In 2001, Ross was invited to talk at the International Conference on Magnetic Resonance Microscopy in Nottingham, England. Although not focused solely on studies of Porous Media, this conference nonetheless featured its fair share of this subject. Conference organizers found me working hard studying sandstone, as I made my way down one of Robin Hood’s escape tunnels from Nottingham Castle.

In February 2002, after much arm twisting, I was forced to attend the Australian/New Zealand MR meeting, being held on the glorious shores of Lake Taupo (left) in central New Zealand. Being February, we caught the one sunny month of the year in NZ right in the heart of a Boston winter. Being Australian, I knew only too well of the need for sunblock. During one of the (very short) breaks from intensive lectures, I was forced to remind the unhappy British attendees, each side of me, of its importance.

Despite the hard work, these conferences always seem to involve eating and drinking, and sometimes, we wind up in some of the strangest places. At a Porous Media NMR conference held in Ulm, Germany in September 2002, we wound up having dinner in an underground castle ballroom on the shores of Lake Geneva, with Switzerland in the distance. I was explaining something to Siegfried Stapf from RWTH in Aachen, Germany.

About the same time, Ron was also in Germany, at the Helion02 conference in polarized 3He targets and their applications. Despite a heavy lecture load, the physicists were let out briefly for an enjoyable, if chilly, boat ride along the Rhine river. Ron seemed to be enjoying the views and the conversation, if not the weather!

Oops – here we are eating/drinking again. In the left picture, Ross is teaching Matt Rosen (left) and Ruopeng Wang (right) of the dangers of a pitcher of a Budweiser, and in the right photo, is catching up with old friends Melanie and Miki while the sun sets on Savannah, Georgia, in the background.

The 2003 International Society for Magnetic Resonance in Medicine conference was held in Toronto, Canada, and despite being July, it rained for most of the week, except for Sunday. On that day, our isotopically enriched gas supplier, Spectra Gases, held an important seminar on noble gas supplies in a skybox at the Toronto Skydome, home of the BlueJays. I was engaged in extended discussion with Spectra’s UK representative (about the differences between cricket and baseball) (right), while the whole group of us – Leo Tsai, Mirko Hrovat (collaborater from Brigham and Women’s Hospital, and an unknown rabid Blue Jays fan from north of Boston, and myself held a heated discussion over pretzels.

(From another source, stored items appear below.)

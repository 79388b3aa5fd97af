use serde_json::Value;
use thiserror::Error;

use crate::messages::ExecutionErrorData;

/// Errors returned by ComfyUI operations.
#[derive(Error, Debug)]
pub enum ComfyError {
    /// ComfyUI returned a non-success HTTP status.
    #[error("ComfyUI returned HTTP {status}: {body}")]
    Http { status: u16, body: String },

    /// Network-level request failure with context.
    #[error("{context}: {source}")]
    Network {
        context: String,
        source: reqwest::Error,
    },

    /// The event-stream connection could not be established or failed mid-read.
    #[error("WebSocket error: {0}")]
    WebSocket(String),

    /// JSON serialization/deserialization error.
    #[error("JSON error: {0}")]
    Json(#[from] serde_json::Error),

    /// Local file access failed (workflow files, image upload/save).
    #[error("{context}: {source}")]
    Io {
        context: String,
        source: std::io::Error,
    },

    /// The response from ComfyUI was missing expected fields.
    #[error("{0}")]
    InvalidResponse(String),

    /// A positional tuple record did not match the expected shape.
    #[error("Malformed record at {location}: {reason}")]
    MalformedRecord { location: String, reason: String },

    /// An event of a known kind carried a payload of the wrong shape.
    #[error("Malformed '{kind}' event: {reason}")]
    MalformedEvent { kind: String, reason: String },

    /// A typed accessor was called on an event of a different kind.
    #[error("Expected a '{expected}' event, got '{actual}'")]
    WrongKind {
        expected: &'static str,
        actual: String,
    },

    #[error("Node not found: {0}")]
    NodeNotFound(String),

    #[error("Input '{input}' not found on node {node_id}")]
    InputNotFound { node_id: String, input: String },

    /// Validation: the workflow has no nodes.
    #[error("Workflow is empty")]
    EmptyGraph,

    /// Validation: a node has an empty `class_type`.
    #[error("Node {0} has no class_type")]
    MissingNodeType(String),

    /// The server accepted the request but reported node-level errors.
    #[error("Workflow rejected by ComfyUI: {node_errors}")]
    RemoteRejection { node_errors: Value },

    /// A node raised an exception while the prompt was running.
    #[error("Execution failed in node {} ({}): {}: {}", .0.node_id, .0.node_type, .0.exception_type, .0.exception_message)]
    Execution(Box<ExecutionErrorData>),

    /// The event stream ended while a caller was still waiting on it.
    #[error("Event stream closed: {0}")]
    StreamClosed(String),

    /// The caller's cancellation token fired.
    #[error("Operation cancelled")]
    Cancelled,

    /// Timed out waiting for generation to complete.
    #[error("Generation timed out")]
    Timeout,
}

impl ComfyError {
    /// Whether retrying the same call without changes could succeed.
    pub fn is_retryable(&self) -> bool {
        match self {
            ComfyError::Network { .. }
            | ComfyError::WebSocket(_)
            | ComfyError::StreamClosed(_)
            | ComfyError::Timeout => true,
            ComfyError::Http { status, .. } => *status >= 500,
            _ => false,
        }
    }

    pub(crate) fn malformed(location: impl Into<String>, reason: impl Into<String>) -> Self {
        ComfyError::MalformedRecord {
            location: location.into(),
            reason: reason.into(),
        }
    }
}

/// Convenience alias.
pub type Result<T> = std::result::Result<T, ComfyError>;
use reqwest::multipart::{Form, Part};
use reqwest::{Client, RequestBuilder, Response};
use serde::de::DeserializeOwned;
use serde::Serialize;
use serde_json::{json, Map, Value};
use std::path::Path;
use std::time::{Duration, SystemTime};

use crate::config::ClientConfig;
use crate::error::{ComfyError, Result};
use crate::records::{decode_history, decode_queue};
use crate::stream::{EventStream, Subscription, WaitOptions};
use crate::tracker::{ProgressState, ProgressTracker};
use crate::types::*;
use crate::workflow::Workflow;

fn normalize(endpoint: String) -> String {
    endpoint.trim_end_matches('/').to_string()
}

/// Event-stream URL for an HTTP endpoint.
fn ws_url(endpoint: &str, client_id: &str) -> String {
    format!(
        "{}/ws?clientId={}",
        endpoint
            .replacen("http://", "ws://", 1)
            .replacen("https://", "wss://", 1),
        client_id
    )
}

/// Turn a `/prompt` response body into a [`SubmitResponse`], rejecting it if
/// the server reported any node errors.
fn check_submit_response(body: Value) -> Result<SubmitResponse> {
    if let Some(rejection) = node_errors(&body) {
        return Err(rejection);
    }
    let resp: SubmitResponse = serde_json::from_value(body)
        .map_err(|e| ComfyError::InvalidResponse(format!("Bad /prompt response: {}", e)))?;
    if resp.prompt_id.is_empty() {
        return Err(ComfyError::InvalidResponse("Response missing prompt_id".into()));
    }
    Ok(resp)
}

fn node_errors(body: &Value) -> Option<ComfyError> {
    let errors = body.get("node_errors")?.as_object()?;
    if errors.is_empty() {
        return None;
    }
    Some(ComfyError::RemoteRejection {
        node_errors: Value::Object(errors.clone()),
    })
}

/// The choice list of a combo input, e.g. `KSampler.sampler_name`.
fn choice_list(info: &ObjectInfo, class: &str, input: &str) -> Vec<String> {
    info.get(class)
        .and_then(|c| c.input.required.get(input))
        .and_then(|spec| spec.get(0))
        .and_then(Value::as_array)
        .map(|arr| arr.iter().filter_map(|v| v.as_str().map(String::from)).collect())
        .unwrap_or_default()
}

/// Async client for a ComfyUI server instance.
///
/// Provides REST methods for prompt submission, queue and history
/// management, uploads, image download and model discovery, plus
/// event-stream based waiting through [`EventStream`].
///
/// # Example
/// ```no_run
/// use comfyui_client::ComfyClient;
///
/// # async fn example() -> comfyui_client::Result<()> {
/// let client = ComfyClient::new("http://127.0.0.1:8188");
/// let healthy = client.health().await?;
/// # Ok(())
/// # }
/// ```
#[derive(Debug, Clone)]
pub struct ComfyClient {
    http: Client,
    endpoint: String,
    config: ClientConfig,
}
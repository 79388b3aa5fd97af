use std::time::{Duration, Instant};

use crate::messages::{percentage, ExecutionErrorData, ServerEvent};

/// Lifecycle of one tracked prompt.
#[derive(Debug, Clone, Copy, PartialEq, Eq)]
pub enum JobState {
    /// Created, no node has started yet.
    Idle,
    Running,
    Completed,
    Failed,
}

impl JobState {
    pub fn is_terminal(&self) -> bool {
        matches!(self, JobState::Completed | JobState::Failed)
    }
}

/// Client-side view of one prompt's execution.
#[derive(Debug, Clone, PartialEq)]
pub struct ProgressState {
    pub prompt_id: String,
    pub state: JobState,
    pub current_node: Option<String>,
    /// Nodes that finished or were served from cache.
    pub completed_nodes: u32,
    pub current_step: u64,
    pub total_steps: u64,
    pub started_at: Instant,
    pub finished_at: Option<Instant>,
    pub error: Option<ExecutionErrorData>,
}

impl ProgressState {
    fn new(prompt_id: String) -> Self {
        Self {
            prompt_id,
            state: JobState::Idle,
            current_node: None,
            completed_nodes: 0,
            current_step: 0,
            total_steps: 0,
            started_at: Instant::now(),
            finished_at: None,
            error: None,
        }
    }

    /// Step progress of the current node, `0..=100`.
    pub fn percentage(&self) -> f64 {
        percentage(self.current_step, self.total_steps)
    }

    /// Time since tracking began, frozen once a terminal state is reached.
    pub fn elapsed(&self) -> Duration {
        match self.finished_at {
            Some(end) => end.duration_since(self.started_at),
            None => self.started_at.elapsed(),
        }
    }

    /// Remaining time extrapolated from step progress. `None` until the
    /// first step has been reported.
    pub fn eta(&self) -> Option<Duration> {
        let pct = self.percentage();
        if pct <= 0.0 {
            return None;
        }
        let elapsed = self.elapsed().as_secs_f64();
        let remaining = elapsed / (pct / 100.0) - elapsed;
        Some(Duration::from_secs_f64(remaining.max(0.0)))
    }

    pub fn is_terminal(&self) -> bool {
        self.state.is_terminal()
    }
}

/// State machine folding event-stream messages into a [`ProgressState`]
/// for a single prompt.
///
/// Events carrying a different `prompt_id` are ignored. Events without one
/// (bare `progress` frames) are assumed to belong to the tracked prompt;
/// routing such frames to the right tracker is the caller's job.
#[derive(Debug, Clone)]
pub struct ProgressTracker {
    state: ProgressState,
}

impl ProgressTracker {
    pub fn new(prompt_id: impl Into<String>) -> Self {
        Self {
            state: ProgressState::new(prompt_id.into()),
        }
    }

    pub fn prompt_id(&self) -> &str {
        &self.state.prompt_id
    }

    pub fn state(&self) -> &ProgressState {
        &self.state
    }

    pub fn into_state(self) -> ProgressState {
        self.state
    }

    /// Apply one event. Returns `true` when the state changed.
    pub fn apply(&mut self, event: &ServerEvent) -> bool {
        if let Some(id) = event.prompt_id() {
            if id != self.state.prompt_id {
                return false;
            }
        }
        if self.state.is_terminal() {
            if matches!(event, ServerEvent::Executing(_) | ServerEvent::ExecutionError(_)) {
                tracing::debug!(
                    prompt_id = %self.state.prompt_id,
                    kind = event.kind(),
                    "Ignoring event for finished prompt",
                );
            }
            return false;
        }

        match event {
            ServerEvent::Executing(data) if data.is_finished() => {
                self.finish(JobState::Completed);
                true
            }
            ServerEvent::Executing(data) => {
                self.state.current_node = data.node.clone();
                if self.state.state == JobState::Idle {
                    self.state.state = JobState::Running;
                    tracing::debug!(prompt_id = %self.state.prompt_id, "Prompt started");
                }
                true
            }
            ServerEvent::Progress(data) => {
                self.state.current_step = data.value;
                self.state.total_steps = data.max;
                true
            }
            ServerEvent::Executed(_) => {
                self.state.completed_nodes += 1;
                true
            }
            ServerEvent::ExecutionCached(data) if !data.nodes.is_empty() => {
                self.state.completed_nodes += data.nodes.len() as u32;
                true
            }
            ServerEvent::ExecutionError(data) => {
                self.state.error = Some(data.clone());
                self.finish(JobState::Failed);
                true
            }
            _ => false,
        }
    }

    fn finish(&mut self, state: JobState) {
        self.state.state = state;
        self.state.finished_at = Some(Instant::now());
        tracing::debug!(
            prompt_id = %self.state.prompt_id,
            state = ?state,
            elapsed_ms = self.state.elapsed().as_millis() as u64,
            "Prompt finished",
        );
    }
}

Purely co-incidentally, there was baseball taking place. And needless to say, as on most days, the Yankees won

Oops – here we are eating/drinking yet again! In the left picture, David Phillips and Ron are teaching Mason Klein and Christine Wang the joys of dark beer at the DAMOP conference in Tuscon, in May of 2004. At right, Ron demonstrates his love of the native cactii, perhaps after too much of the dark beer!

Just in case you get the wrong impression that little work is done on these road trips, here is a picture of Ron in presentation mode at the Helion conference in Germany in 2002, and Ross listening attentively at the New Mexico Regional NMR meeting in Utah, 2002.

The work photos are far less interesting, unfortunately!